> [PROVIDED RECORDS]:
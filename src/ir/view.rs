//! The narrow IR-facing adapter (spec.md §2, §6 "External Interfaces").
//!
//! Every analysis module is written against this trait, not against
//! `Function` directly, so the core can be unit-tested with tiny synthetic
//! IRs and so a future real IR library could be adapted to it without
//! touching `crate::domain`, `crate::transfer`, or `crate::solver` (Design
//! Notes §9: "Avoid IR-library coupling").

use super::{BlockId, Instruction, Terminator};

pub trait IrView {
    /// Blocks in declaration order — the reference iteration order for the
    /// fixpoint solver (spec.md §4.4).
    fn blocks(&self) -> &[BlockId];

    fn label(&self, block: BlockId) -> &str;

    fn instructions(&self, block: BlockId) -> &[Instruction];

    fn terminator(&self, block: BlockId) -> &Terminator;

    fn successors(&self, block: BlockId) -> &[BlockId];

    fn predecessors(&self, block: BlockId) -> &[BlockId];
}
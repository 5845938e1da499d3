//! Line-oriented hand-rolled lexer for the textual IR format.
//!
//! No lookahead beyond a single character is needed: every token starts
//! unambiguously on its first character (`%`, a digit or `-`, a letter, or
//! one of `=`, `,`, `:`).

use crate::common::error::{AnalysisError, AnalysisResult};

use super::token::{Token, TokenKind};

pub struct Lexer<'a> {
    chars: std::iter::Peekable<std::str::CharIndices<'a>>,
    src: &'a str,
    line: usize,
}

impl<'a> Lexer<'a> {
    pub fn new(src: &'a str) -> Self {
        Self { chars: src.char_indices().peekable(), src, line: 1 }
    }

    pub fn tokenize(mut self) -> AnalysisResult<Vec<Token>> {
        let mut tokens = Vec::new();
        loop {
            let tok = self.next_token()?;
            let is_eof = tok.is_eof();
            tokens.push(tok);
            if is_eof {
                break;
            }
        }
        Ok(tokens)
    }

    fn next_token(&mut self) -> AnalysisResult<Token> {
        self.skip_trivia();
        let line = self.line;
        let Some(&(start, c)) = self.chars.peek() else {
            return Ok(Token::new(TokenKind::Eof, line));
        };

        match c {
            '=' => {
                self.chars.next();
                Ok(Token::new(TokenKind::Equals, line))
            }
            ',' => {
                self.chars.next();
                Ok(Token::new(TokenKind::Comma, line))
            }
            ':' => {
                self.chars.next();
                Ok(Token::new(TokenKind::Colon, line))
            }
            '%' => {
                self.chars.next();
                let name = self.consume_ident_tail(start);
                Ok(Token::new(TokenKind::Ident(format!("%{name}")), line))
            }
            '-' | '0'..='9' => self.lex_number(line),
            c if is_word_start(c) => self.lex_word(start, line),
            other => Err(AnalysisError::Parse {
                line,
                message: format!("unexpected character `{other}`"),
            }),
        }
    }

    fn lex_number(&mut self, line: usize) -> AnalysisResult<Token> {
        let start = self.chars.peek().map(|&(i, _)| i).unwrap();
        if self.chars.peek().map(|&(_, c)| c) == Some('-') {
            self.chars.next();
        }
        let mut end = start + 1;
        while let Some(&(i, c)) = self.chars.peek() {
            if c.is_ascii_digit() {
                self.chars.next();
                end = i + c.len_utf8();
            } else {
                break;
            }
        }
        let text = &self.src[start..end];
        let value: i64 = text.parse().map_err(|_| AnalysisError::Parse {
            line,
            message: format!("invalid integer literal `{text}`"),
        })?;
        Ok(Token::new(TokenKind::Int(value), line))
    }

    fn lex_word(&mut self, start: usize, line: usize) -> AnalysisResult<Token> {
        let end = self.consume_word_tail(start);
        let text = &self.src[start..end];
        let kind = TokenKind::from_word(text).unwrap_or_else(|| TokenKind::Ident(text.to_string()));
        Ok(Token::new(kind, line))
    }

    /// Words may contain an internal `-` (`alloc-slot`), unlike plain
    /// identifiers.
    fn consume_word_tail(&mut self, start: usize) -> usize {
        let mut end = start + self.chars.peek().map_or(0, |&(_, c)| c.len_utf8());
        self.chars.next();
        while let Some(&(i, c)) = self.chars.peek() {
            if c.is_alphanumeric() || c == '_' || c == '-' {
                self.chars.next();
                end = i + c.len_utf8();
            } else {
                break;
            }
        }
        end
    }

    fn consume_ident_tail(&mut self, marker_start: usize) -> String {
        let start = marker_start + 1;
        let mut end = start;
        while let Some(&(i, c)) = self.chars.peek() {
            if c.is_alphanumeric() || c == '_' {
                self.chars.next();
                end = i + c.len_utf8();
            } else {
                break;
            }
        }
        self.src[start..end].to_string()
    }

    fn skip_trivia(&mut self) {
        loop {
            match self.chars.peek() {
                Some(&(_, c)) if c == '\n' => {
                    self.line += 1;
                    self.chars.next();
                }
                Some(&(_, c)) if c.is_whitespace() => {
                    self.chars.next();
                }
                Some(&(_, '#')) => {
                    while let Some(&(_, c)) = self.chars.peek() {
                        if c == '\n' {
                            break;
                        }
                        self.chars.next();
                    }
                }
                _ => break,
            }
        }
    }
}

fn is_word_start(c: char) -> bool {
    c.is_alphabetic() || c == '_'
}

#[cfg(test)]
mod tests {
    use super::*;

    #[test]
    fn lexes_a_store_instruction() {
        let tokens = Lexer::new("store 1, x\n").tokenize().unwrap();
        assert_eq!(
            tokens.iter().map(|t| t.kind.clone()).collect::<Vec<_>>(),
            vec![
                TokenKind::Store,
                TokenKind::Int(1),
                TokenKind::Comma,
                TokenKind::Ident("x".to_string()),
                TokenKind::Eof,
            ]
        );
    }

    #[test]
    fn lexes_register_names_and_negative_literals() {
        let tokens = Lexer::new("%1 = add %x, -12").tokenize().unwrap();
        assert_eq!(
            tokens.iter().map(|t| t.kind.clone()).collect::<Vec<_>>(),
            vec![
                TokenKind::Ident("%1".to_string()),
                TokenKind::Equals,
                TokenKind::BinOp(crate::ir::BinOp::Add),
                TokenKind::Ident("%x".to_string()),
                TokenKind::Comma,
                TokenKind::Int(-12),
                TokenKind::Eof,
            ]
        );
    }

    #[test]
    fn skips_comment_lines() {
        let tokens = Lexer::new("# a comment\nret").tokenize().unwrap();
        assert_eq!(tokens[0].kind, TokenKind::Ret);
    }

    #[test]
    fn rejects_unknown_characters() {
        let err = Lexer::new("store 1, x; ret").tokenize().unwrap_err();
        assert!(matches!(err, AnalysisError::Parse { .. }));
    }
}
==
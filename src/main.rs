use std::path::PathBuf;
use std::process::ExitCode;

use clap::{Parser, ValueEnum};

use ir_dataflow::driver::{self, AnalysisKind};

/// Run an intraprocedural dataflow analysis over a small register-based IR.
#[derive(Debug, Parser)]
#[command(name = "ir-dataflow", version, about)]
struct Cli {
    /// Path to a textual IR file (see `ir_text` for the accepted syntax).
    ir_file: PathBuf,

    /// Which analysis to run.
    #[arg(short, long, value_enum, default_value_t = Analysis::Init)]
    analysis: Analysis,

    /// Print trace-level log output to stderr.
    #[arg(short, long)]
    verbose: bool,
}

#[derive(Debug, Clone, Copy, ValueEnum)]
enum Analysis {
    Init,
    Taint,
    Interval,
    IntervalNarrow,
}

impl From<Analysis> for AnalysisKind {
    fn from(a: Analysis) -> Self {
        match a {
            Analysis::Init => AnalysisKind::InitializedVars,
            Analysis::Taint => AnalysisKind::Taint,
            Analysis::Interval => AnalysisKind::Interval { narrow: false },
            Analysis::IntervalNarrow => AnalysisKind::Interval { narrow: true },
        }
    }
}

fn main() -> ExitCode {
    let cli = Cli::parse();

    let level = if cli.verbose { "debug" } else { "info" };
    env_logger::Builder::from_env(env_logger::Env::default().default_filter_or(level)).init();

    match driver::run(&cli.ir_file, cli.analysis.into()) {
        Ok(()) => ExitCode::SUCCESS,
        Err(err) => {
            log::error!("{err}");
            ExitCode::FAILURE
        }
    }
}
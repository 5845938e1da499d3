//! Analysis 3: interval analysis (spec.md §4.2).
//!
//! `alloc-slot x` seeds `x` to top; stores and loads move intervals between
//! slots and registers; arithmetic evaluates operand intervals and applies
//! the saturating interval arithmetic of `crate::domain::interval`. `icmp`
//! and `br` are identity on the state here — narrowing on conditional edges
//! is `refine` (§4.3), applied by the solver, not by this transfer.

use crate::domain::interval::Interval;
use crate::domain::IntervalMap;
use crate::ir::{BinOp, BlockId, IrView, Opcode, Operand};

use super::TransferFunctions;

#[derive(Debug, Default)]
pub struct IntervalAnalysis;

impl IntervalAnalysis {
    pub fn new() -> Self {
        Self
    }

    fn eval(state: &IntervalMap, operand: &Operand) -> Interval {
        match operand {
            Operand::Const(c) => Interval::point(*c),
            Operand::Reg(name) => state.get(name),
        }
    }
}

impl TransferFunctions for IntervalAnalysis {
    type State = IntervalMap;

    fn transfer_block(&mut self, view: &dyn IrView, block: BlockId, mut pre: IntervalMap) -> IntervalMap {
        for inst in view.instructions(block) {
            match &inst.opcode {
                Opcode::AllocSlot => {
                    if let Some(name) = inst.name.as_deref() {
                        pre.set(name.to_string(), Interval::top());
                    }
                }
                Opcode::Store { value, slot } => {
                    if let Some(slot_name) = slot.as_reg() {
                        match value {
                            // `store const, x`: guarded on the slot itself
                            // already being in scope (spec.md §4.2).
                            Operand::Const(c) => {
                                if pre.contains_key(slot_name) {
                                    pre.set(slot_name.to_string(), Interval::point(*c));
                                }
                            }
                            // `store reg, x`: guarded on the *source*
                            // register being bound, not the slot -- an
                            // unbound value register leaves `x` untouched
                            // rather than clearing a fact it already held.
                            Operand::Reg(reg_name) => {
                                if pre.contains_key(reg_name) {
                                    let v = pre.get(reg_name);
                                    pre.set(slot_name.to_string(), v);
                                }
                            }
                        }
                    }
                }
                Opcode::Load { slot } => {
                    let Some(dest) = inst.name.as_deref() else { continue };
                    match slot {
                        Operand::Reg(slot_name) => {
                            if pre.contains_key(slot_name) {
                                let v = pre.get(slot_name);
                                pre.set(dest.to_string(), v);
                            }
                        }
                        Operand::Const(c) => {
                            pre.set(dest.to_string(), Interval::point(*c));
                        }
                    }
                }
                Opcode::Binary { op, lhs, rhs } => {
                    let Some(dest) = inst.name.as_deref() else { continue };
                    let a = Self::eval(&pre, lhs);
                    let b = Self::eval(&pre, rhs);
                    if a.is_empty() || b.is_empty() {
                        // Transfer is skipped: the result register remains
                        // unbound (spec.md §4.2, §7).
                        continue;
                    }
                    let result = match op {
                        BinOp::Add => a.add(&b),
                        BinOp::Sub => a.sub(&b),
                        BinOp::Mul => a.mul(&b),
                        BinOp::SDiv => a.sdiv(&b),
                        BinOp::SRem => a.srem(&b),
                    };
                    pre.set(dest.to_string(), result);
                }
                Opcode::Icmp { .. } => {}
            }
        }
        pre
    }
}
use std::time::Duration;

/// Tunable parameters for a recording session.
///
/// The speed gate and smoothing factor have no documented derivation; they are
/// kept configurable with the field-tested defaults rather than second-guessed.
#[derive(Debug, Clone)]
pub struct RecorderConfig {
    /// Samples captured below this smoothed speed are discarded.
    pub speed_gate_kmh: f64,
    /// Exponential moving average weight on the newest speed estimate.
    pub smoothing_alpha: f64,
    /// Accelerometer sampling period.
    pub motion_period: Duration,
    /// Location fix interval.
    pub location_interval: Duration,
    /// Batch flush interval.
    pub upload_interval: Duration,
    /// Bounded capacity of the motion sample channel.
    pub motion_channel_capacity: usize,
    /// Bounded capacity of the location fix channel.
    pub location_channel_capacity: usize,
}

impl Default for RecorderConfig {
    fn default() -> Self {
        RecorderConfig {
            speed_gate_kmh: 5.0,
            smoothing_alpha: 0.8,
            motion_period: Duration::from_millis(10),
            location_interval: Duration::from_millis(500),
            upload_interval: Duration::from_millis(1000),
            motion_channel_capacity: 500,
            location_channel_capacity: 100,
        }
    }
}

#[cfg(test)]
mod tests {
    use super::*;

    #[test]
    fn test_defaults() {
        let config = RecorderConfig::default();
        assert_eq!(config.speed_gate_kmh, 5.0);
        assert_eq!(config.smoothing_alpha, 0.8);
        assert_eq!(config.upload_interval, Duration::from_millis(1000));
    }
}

> [PROMPT]: Match on "driver" and copy out every line of the entries that contains it.

> [RESULT OF THIS EXERCISE]:
use ir_dataflow::driver::{self, AnalysisKind};
    match driver::run(&cli.ir_file, cli.analysis.into()) {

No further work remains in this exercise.